* _Required work_: Go through the records and extract every line with the word "starts".

* _Records to use_:
=======

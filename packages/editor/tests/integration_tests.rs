//! Integration tests for editor crate

use paper_editor::model::{AttrSpec, Fragment, MarkSpec, NodeSpec, Schema, SchemaSpec, Slice};
use paper_editor::sync::{
    regions, ClientId, EditorIdPlugin, EmbeddedSurface, IdGenerator, InstanceRegistry, SurfaceEdit, SurfaceOp,
    SurfaceRegistry, SyncPlugin, Synchronizer, CLIENT_ID_META, EDITOR_ID_ATTR,
};
use paper_editor::{
    history::{redo_depth, undo_depth},
    redo, undo, EditorState, HistoryPlugin, Plugin, Selection, StateConfig, Step, TransactionError,
};
use proptest::prelude::*;
use serde_json::{json, Value};
use std::sync::{Arc, Mutex};

fn schema() -> Arc<Schema> {
    Schema::new(
        SchemaSpec::default()
            .node("doc", NodeSpec::new().content("block+"))
            .node("paragraph", NodeSpec::new().content("text*").group("block"))
            .node(
                "code_block",
                NodeSpec::new()
                    .content("text*")
                    .group("block")
                    .marks("")
                    .code()
                    .attr(EDITOR_ID_ATTR, AttrSpec::with_default(Value::Null)),
            )
            .node("text", NodeSpec::new())
            .mark("bold", MarkSpec::new()),
    )
    .unwrap()
}

/// Surface keeping its own copy of the text.
#[derive(Default)]
struct TextSurface {
    text: Mutex<String>,
    ops: Mutex<Vec<SurfaceOp>>,
}

impl EmbeddedSurface for TextSurface {
    fn set_content(&self, text: &str) {
        *self.text.lock().unwrap() = text.to_string();
    }

    fn apply(&self, op: &SurfaceOp) {
        let mut text = self.text.lock().unwrap();
        *text = op.apply_to(&text).expect("op inside the surface text");
        self.ops.lock().unwrap().push(op.clone());
    }
}

struct Setup {
    state: EditorState,
    sync: Arc<Synchronizer>,
    registry: Arc<InstanceRegistry>,
}

fn setup(code: &str) -> Setup {
    let schema = schema();
    let registry = Arc::new(InstanceRegistry::new());
    let sync = Arc::new(Synchronizer::new(ClientId::new("surface"), "code_block", registry.clone()));
    let plugins: Vec<Arc<dyn Plugin>> = vec![
        Arc::new(HistoryPlugin::new(50)),
        Arc::new(EditorIdPlugin::new("code_block", IdGenerator::from_seed("t"))),
        Arc::new(SyncPlugin::new(sync.clone())),
    ];
    let content = if code.is_empty() {
        vec![]
    } else {
        vec![schema.text(code, vec![]).unwrap()]
    };
    let doc = schema
        .node(
            "doc",
            None,
            vec![
                schema.node("paragraph", None, vec![schema.text("ab", vec![]).unwrap()]).unwrap(),
                schema.node("code_block", None, content).unwrap(),
            ],
        )
        .unwrap();
    let state = EditorState::create(StateConfig::new(schema).with_doc(doc).with_plugins(plugins)).unwrap();
    let mut tr = state.tr();
    tr.set_add_to_history(false);
    let state = state.apply(tr).unwrap();
    Setup { state, sync, registry }
}

fn attach(setup: &Setup) -> Arc<TextSurface> {
    let surface = Arc::new(TextSurface::default());
    let node = setup.state.doc().child(1).unwrap();
    surface.set_content(&node.text_content());
    setup.registry.set(node, surface.clone()).unwrap();
    surface
}

#[test]
fn test_initial_transaction_assigns_identity() {
    let setup = setup("fn main() {}");
    let ids: Vec<_> = regions(setup.state.doc(), "code_block").into_iter().map(|(_, id)| id).collect();
    assert_eq!(ids, vec![Some("t-1".to_string())]);
    assert_eq!(undo_depth(&setup.state), 0);
}

#[test]
fn test_host_edits_reach_the_surface() {
    let setup = setup("let x = 1;");
    let surface = attach(&setup);

    // Code text starts at 5.
    let mut tr = setup.state.tr();
    tr.insert_text("mut ", 9, 9).unwrap();
    let state = setup.state.apply(tr).unwrap();

    assert_eq!(surface.ops.lock().unwrap().len(), 1);
    assert_eq!(*surface.text.lock().unwrap(), "let mut x = 1;");
    assert_eq!(setup.sync.region_text(state.doc(), "t-1").as_deref(), Some("let mut x = 1;"));
}

#[test]
fn test_surface_edits_round_trip_without_echo() {
    let setup = setup("abc");
    let surface = attach(&setup);
    surface.apply(&SurfaceOp::Delete { offset: 1, len: 1 });
    surface.ops.lock().unwrap().clear();

    let tr = setup
        .sync
        .surface_edit(&setup.state, "t-1", SurfaceEdit::Delete { offset: 1, len: 1 })
        .unwrap();
    assert_eq!(tr.meta::<ClientId>(CLIENT_ID_META), Some(setup.sync.client()));
    let state = setup.state.apply(tr).unwrap();

    assert!(surface.ops.lock().unwrap().is_empty());
    assert_eq!(state.doc().child(1).unwrap().text_content(), "ac");
    assert_eq!(*surface.text.lock().unwrap(), "ac");
}

#[test]
fn test_undo_of_surface_edit_is_synced_back() {
    let setup = setup("abc");
    let surface = attach(&setup);
    let tr = setup
        .sync
        .surface_edit(
            &setup.state,
            "t-1",
            SurfaceEdit::Insert {
                offset: 3,
                text: "d".into(),
            },
        )
        .unwrap();
    surface.apply(&SurfaceOp::Insert {
        offset: 3,
        text: "d".into(),
    });
    let state = setup.state.apply(tr).unwrap();
    assert_eq!(undo_depth(&state), 1);

    // The undo carries no client tag, so the surface hears about it.
    let state = state.apply(undo()(&state).unwrap()).unwrap();
    assert_eq!(*surface.text.lock().unwrap(), "abc");
    assert_eq!(redo_depth(&state), 1);
    let state = state.apply(redo()(&state).unwrap()).unwrap();
    assert_eq!(*surface.text.lock().unwrap(), "abcd");
    assert_eq!(state.doc().child(1).unwrap().attr_str(EDITOR_ID_ATTR), Some("t-1"));
}

#[test]
fn test_undo_restoring_deleted_region_gets_fresh_identity() {
    let setup = setup("x");
    let code = setup.state.doc().child(1).unwrap().node_size();
    let mut tr = setup.state.tr();
    tr.delete(4, 4 + code).unwrap();
    let state = setup.state.apply(tr).unwrap();
    assert!(regions(state.doc(), "code_block").is_empty());

    let state = state.apply(undo()(&state).unwrap()).unwrap();
    let ids: Vec<_> = regions(state.doc(), "code_block").into_iter().map(|(_, id)| id).collect();
    assert_eq!(ids, vec![Some("t-2".to_string())]);
}

#[test]
fn test_invalid_content_leaves_state_unchanged() {
    let setup = setup("x");
    let mut tr = setup.state.tr();
    // Text directly under the document.
    let text = Slice::closed(Fragment::from_node(setup.state.schema().text("loose", vec![]).unwrap()));
    assert!(tr.replace(0, 0, text).is_err());
    assert!(matches!(setup.state.apply(tr), Err(TransactionError::Step(_))));
}

#[test]
fn test_apply_is_deterministic() {
    let setup = setup("x");
    let build = || {
        let mut tr = setup.state.tr();
        tr.insert_text("y", 2, 2).unwrap();
        tr.set_selection(Selection::cursor(3));
        tr
    };
    let a = setup.state.apply(build()).unwrap();
    let b = setup.state.apply(build()).unwrap();
    assert_eq!(a.doc(), b.doc());
    assert_eq!(a.to_json(), b.to_json());
}

#[test]
fn test_marks_are_refused_in_code() {
    let setup = setup("abc");
    let bold = setup.state.schema().mark("bold", None).unwrap();
    let mut tr = setup.state.tr();
    tr.add_mark(5, 8, bold).unwrap();
    let state = setup.state.apply(tr).unwrap();
    assert!(state.doc().child(1).unwrap().child(0).unwrap().marks().is_empty());
}

#[test]
fn test_attribute_change_keeps_identity() {
    let setup = setup("abc");
    let attrs = serde_json::from_value(json!({ EDITOR_ID_ATTR: "other" })).unwrap();
    let tr = setup.sync.attribute_change(&setup.state, "t-1", &attrs).unwrap();
    let state = setup.state.apply(tr).unwrap();
    assert_eq!(state.doc().child(1).unwrap().attr_str(EDITOR_ID_ATTR), Some("t-1"));
}

proptest! {
    #[test]
    fn prop_host_replace_translates_to_local_offsets(
        code in "[a-z]{1,24}",
        a in 0usize..24,
        b in 0usize..24,
        insert in "[A-Z]{0,4}",
    ) {
        let len = code.chars().count();
        let (a, b) = (a.min(b).min(len), a.max(b).min(len));
        let setup = setup(&code);
        // Region starts at 4; its text at 5.
        let start = 5;
        let slice = if insert.is_empty() {
            Slice::empty()
        } else {
            Slice::closed(Fragment::from_node(setup.state.schema().text(insert.as_str(), vec![]).unwrap()))
        };
        let step = Step::replace(start + a, start + b, slice);
        let translated = setup.sync.translate_step(&step, setup.state.doc()).unwrap();
        let expected = SurfaceOp::from_parts(a, b - a, &insert);
        prop_assert_eq!(translated.map(|t| t.op), expected);
    }
}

=======

* _Expected answer_:
    // Code text starts at 5.
        // Region starts at 4; its text at 5.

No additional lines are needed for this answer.